The 2014 Romanian presidential elections have been (most certainly) won by Klaus Iohannis. Compared to the other candidate, Victor Ponta, he has been generally regarded as a silent and pragmatic leader. And he didn’t even have a Facebook page until recently. However, when after the first round of the elections it seemed that Ponta will almost certainly win, the Romanian online communities – driven mainly by the social media-aged population and intellectuals in large cities of Transylvania and the capital Bucharest – started a massive pro-Iohannis campaign. I have experienced this first hand, with more than 50% of my Facebook friends being from Romania – every Romanian who opened his Facebook or Twitter in the past two weeks knows what I’m talking about. I believe that this (among a gazillion other things of course 🙂 ), has eventually lead to the victory of Iohannis. Let us look at the social media statistics!

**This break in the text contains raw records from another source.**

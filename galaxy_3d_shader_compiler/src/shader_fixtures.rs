//! GLSL sources shared by the unit tests

use crate::backend::{BackendGuard, ShaderBackend};
use crate::compiler::{CompiledUnit, StageCompiler};
use crate::config::CompilerConfig;
use crate::source::ShaderSource;
use crate::stage::ShaderStage;
use std::sync::Arc;

/// One vertex input at location 0, one output at location 0
pub const BASIC_VERT: &str = "\
#version 450
layout(location = 0) in vec2 a_position;
layout(location = 0) out vec2 v_uv;
void main() {
    v_uv = a_position * 0.5 + 0.5;
    gl_Position = vec4(a_position, 0.0, 1.0);
}
";

/// Params block at (0, 0), texture at (0, 1), one input, one output
pub const BASIC_FRAG: &str = "\
#version 450
layout(location = 0) in vec2 v_uv;
layout(location = 0) out vec4 o_color;
layout(set = 0, binding = 0) uniform Params {
    vec4 tint;
} params;
layout(set = 0, binding = 1) uniform texture2D u_albedo;
void main() {
    o_color = params.tint * vec4(v_uv, 0.0, 1.0);
}
";

/// Camera block at (0, 2), shared with `CAMERA_FRAG`
pub const CAMERA_VERT: &str = "\
layout(location = 0) in vec3 a_position;
layout(location = 1) in vec2 a_uv;
layout(location = 0) out vec2 v_uv;
layout(set = 0, binding = 2) uniform Camera {
    mat4 view_proj;
} camera;
void main() {
    v_uv = a_uv;
    gl_Position = camera.view_proj * vec4(a_position, 1.0);
}
";

/// Camera block at (0, 2), texture at (0, 1), sampler at (0, 3)
pub const CAMERA_FRAG: &str = "\
layout(location = 0) in vec2 v_uv;
layout(location = 0) out vec4 o_color;
layout(set = 0, binding = 2) uniform Camera {
    mat4 view_proj;
} camera;
layout(set = 0, binding = 1) uniform texture2D u_albedo;
layout(set = 0, binding = 3) uniform sampler u_sampler;
void main() {
    o_color = camera.view_proj * vec4(v_uv, 0.0, 1.0);
}
";

/// Params block at (0, 0) (16 bytes), combined sampler at (0, 1), one input
pub const COMBINED_FRAG: &str = "\
#version 450
layout(location = 0) in vec2 v_uv;
layout(location = 0) out vec4 o_color;
layout(set = 0, binding = 0) uniform Params {
    vec4 tint;
} params;
layout(set = 0, binding = 1) uniform sampler2D u_albedo;
void main() {
    o_color = params.tint * texture(u_albedo, v_uv);
}
";

/// `#version 400` pair: mat4 instance transform at location 1 (locations 1..4)
pub const LEGACY_VERT: &str = "\
#version 400
#extension GL_ARB_separate_shader_objects : enable
layout(location = 0) in vec3 a_position;
layout(location = 1) in mat4 a_model;
layout(location = 0) out vec3 v_normal;
void main() {
    v_normal = normalize(a_position);
    gl_Position = a_model * vec4(a_position, 1.0);
}
";

/// `#version 400` fragment reading `LEGACY_VERT`, shadow sampler at (0, 0)
pub const LEGACY_FRAG: &str = "\
#version 400
#extension GL_ARB_separate_shader_objects : enable
#extension GL_ARB_shading_language_420pack : enable
layout(location = 0) in vec3 v_normal;
layout(location = 0) out vec4 o_color;
layout(set = 0, binding = 0) uniform sampler2DShadow u_shadow;
void main() {
    float lit = texture(u_shadow, vec3(v_normal.xy, 0.5));
    o_color = vec4(v_normal * lit, 1.0);
}
";

/// Storage buffer at (0, 0)
pub const DOUBLE_COMP: &str = "\
#version 450
layout(local_size_x = 64) in;
layout(std430, set = 0, binding = 0) buffer Data {
    float values[];
} data;
void main() {
    uint index = gl_GlobalInvocationID.x;
    data.values[index] = data.values[index] * 2.0;
}
";

/// Missing closing parenthesis
pub const BROKEN_FRAG: &str = "\
#version 450
layout(location = 0) out vec4 o_color;
void main( {
    o_color = vec4(1.0);
}
";

pub fn source(name: &str, text: &str) -> ShaderSource {
    ShaderSource::new(name, text).unwrap()
}

pub fn backend() -> BackendGuard {
    ShaderBackend::acquire().unwrap()
}

pub fn compile_with(config: CompilerConfig, text: &str, stage: ShaderStage) -> CompiledUnit {
    let compiler = StageCompiler::new(&backend(), config).unwrap();
    compiler.compile(&source("fixture", text), stage).unwrap()
}

pub fn compile(text: &str, stage: ShaderStage) -> Arc<CompiledUnit> {
    Arc::new(compile_with(CompilerConfig::default(), text, stage))
}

It all started with the not-so-smooth first round of the elections, on November 2. Because of various organizational issues, a large number of expatriate citizens could not vote on their respective embassies. This started outrage in the coming days, with many anti-government protests occurring in the large cities of the country, mainly in Transylvania. Controversies were also reported about the large participation percentage at polls of some southern counties. When the diaspora population – already active on social media out of pure necessity to communicate with their loved ones at home – found solidarity in citizens from home, increasingly worried about a winning Ponta, they started to eagerly share statuses, short messages, articles, hashtags, memes and blog posts and everything else that conveyed a supportive message for Iohannis. The campaign peaked on election day (November 16), with everybody calling on each other to go and vote (#yeslavot, #alegeri2014) and especially on the residents of Székelyland, whom had the lowest participation rates in the first round and the expats living in the diaspora (#diasporavoteaza), considered to be mostly pro-Iohannis. Surprisingly (or not…) the diaspora encountered difficulties again, with lines of 9-10 hours in major European cities being common. This strengthened the online call for vote for all citizens and they showed an unprecedented solidarty and thankfulness towards the diaspora voters (#mulțumimdiaspora). So how could Iohannis win the elections from such a substantial disadvantage after the first round?
As the prime-minister of Romania for the past two and a half years, Ponta has had a Facebook page long before (September 2010) Iohannis (May 2014). Ponta’s followers have been increasing steadily from the beginning (including two potentially suspicious step changes in 2013 and 2014) and in May 2014, when Iohannis started his official Facebook page, Ponta already had around 400,000 followers. Iohannis didn’t have any mentionable amount until a few weeks before the elections (data openly available on Google Wildfire until January 2015).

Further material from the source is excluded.